Dataset entries:
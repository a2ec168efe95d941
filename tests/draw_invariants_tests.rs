use position_core::board::{Board, Piece};
use position_core::moves::execute::{make_move_basic, undo_move_basic};
use position_core::moves::types::{Move, QUIET_MOVE};
use position_core::square::Square;

fn sq(i: u8) -> Square {
    Square::from_index(i)
}
fn mv(piece: Piece, from: u8, to: u8) -> Move {
    Move {
        from: sq(from),
        to: sq(to),
        piece,
        promotion: None,
        flags: QUIET_MOVE,
    }
}

#[test]
fn halfmove_clock_increments_and_resets() {
    let mut b = Board::new();

    let u1 = make_move_basic(&mut b, mv(Piece::Knight, 6, 21), false); // g1f3
    assert_eq!(b.halfmove_clock, 1);
    let u2 = make_move_basic(&mut b, mv(Piece::Knight, 62, 45), false); // g8f6
    assert_eq!(b.halfmove_clock, 2);

    let u3 = make_move_basic(&mut b, mv(Piece::Pawn, 12, 28), false); // e2e4
    assert_eq!(b.halfmove_clock, 0);
    let u4 = make_move_basic(&mut b, mv(Piece::Pawn, 51, 35), false); // d7d5
    assert_eq!(b.halfmove_clock, 0);

    let cap = Move {
        flags: position_core::moves::types::CAPTURE,
        ..mv(Piece::Pawn, 28, 35)
    }; // e4xd5
    let u5 = make_move_basic(&mut b, cap, false);
    assert_eq!(b.halfmove_clock, 0);

    for u in [u5, u4, u3, u2, u1].into_iter().rev() {
        undo_move_basic(&mut b, u, false);
    }
    assert_eq!(b.halfmove_clock, 0);
}

#[test]
fn history_push_pop_and_repetition_basics() {
    let mut b = Board::new();

    let u1 = make_move_basic(&mut b, mv(Piece::Knight, 6, 21), false); // Ng1f3
    let u2 = make_move_basic(&mut b, mv(Piece::Knight, 62, 45), false); // Nb8c6
    let u3 = make_move_basic(&mut b, mv(Piece::Knight, 21, 6), false); // Nf3g1
    let u4 = make_move_basic(&mut b, mv(Piece::Knight, 45, 62), false); // Nc6b8

    let cnt = b.repetition_count();
    assert!(cnt >= 2, "start position should reappear; got {}", cnt);
    assert!(!b.is_threefold());

    undo_move_basic(&mut b, u4, false);
    undo_move_basic(&mut b, u3, false);
    undo_move_basic(&mut b, u2, false);
    undo_move_basic(&mut b, u1, false);

    let cnt_reset = b.repetition_count();
    assert!(cnt_reset >= 1);
}

#[test]
fn truncates_history_on_irreversible_move() {
    let mut b = Board::new();

    // Quiet "mini-loop" setup (alternating sides, valid all the way):
    // 1. Ng1-f3 (W)
    let u1 = make_move_basic(&mut b, mv(Piece::Knight, 6, 21), false);
    // ... Ng8-f6 (B)
    let u2 = make_move_basic(&mut b, mv(Piece::Knight, 62, 45), false);
    // 2. Nf3-g1 (W)
    let u3 = make_move_basic(&mut b, mv(Piece::Knight, 21, 6), false);
    // Side to move is now Black.

    let before_irrev = b.repetition_count();
    assert!(before_irrev >= 1);

    // Irreversible move must be Black's move here. Use e7-e5 (52 -> 36).
    let u4 = make_move_basic(&mut b, mv(Piece::Pawn, 52, 36), false);

    // History window should have been truncated; current position's count is typically 1.
    let after_irrev = b.repetition_count();
    assert!(
        after_irrev <= 2,
        "history should be truncated; got {}",
        after_irrev
    );
    assert!(!b.is_threefold());

    // Build a fresh quiet repetition loop AFTER truncation, alternating sides correctly:
    // 3. Ng1-f3 (W)
    let u5 = make_move_basic(&mut b, mv(Piece::Knight, 6, 21), false);
    // ... Nf6-g8 (B)  (return Black knight)
    let u6 = make_move_basic(&mut b, mv(Piece::Knight, 45, 62), false);
    // 4. Nf3-g1 (W)
    let u7 = make_move_basic(&mut b, mv(Piece::Knight, 21, 6), false);
    // ... Ng8-f6 (B)
    let u8 = make_move_basic(&mut b, mv(Piece::Knight, 62, 45), false);

    let after_loop = b.repetition_count();
    assert!(
        after_loop >= 2 && !b.is_threefold(),
        "post-truncation repetitions should be tracked independently (got {})",
        after_loop
    );

    for u in [u8, u7, u6, u5, u4, u3, u2, u1].into_iter() {
        undo_move_basic(&mut b, u, false);
    }
}

#[test]
fn threefold_repetition_is_detected() {
    let mut b = Board::new();

    let seq = [
        (6u8, 21u8),  // Ng1-f3
        (62u8, 45u8), // Nb8-c6
        (21u8, 6u8),  // Nf3-g1
        (45u8, 62u8), // Nc6-b8
    ];

    // Start position counts once; two more loops through it makes three.
    for _ in 0..2 {
        for &(f, t) in &seq {
            make_move_basic(&mut b, mv(Piece::Knight, f, t), false);
        }
    }
    assert!(b.is_threefold());
    assert_eq!(b.repetition_count(), 3);
}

§ **Requirement**
Set the lines down exactly, from the first line of the records to the line where "assert_eq!(b.halfmove_clock, 2);" appears, with both ends kept.

§ **Exercise response**
repository a2ec168efe95d941
filename tests/draw_invariants_tests.rs
use position_core::board::{Board, Piece};
use position_core::moves::execute::{make_move_basic, undo_move_basic};
use position_core::moves::types::{Move, QUIET_MOVE};
use position_core::square::Square;

fn sq(i: u8) -> Square {
    Square::from_index(i)
}
fn mv(piece: Piece, from: u8, to: u8) -> Move {
    Move {
        from: sq(from),
        to: sq(to),
        piece,
        promotion: None,
        flags: QUIET_MOVE,
    }
}

#[test]
fn halfmove_clock_increments_and_resets() {
    let mut b = Board::new();

    let u1 = make_move_basic(&mut b, mv(Piece::Knight, 6, 21), false); // g1f3
    assert_eq!(b.halfmove_clock, 1);
    let u2 = make_move_basic(&mut b, mv(Piece::Knight, 62, 45), false); // g8f6
    assert_eq!(b.halfmove_clock, 2);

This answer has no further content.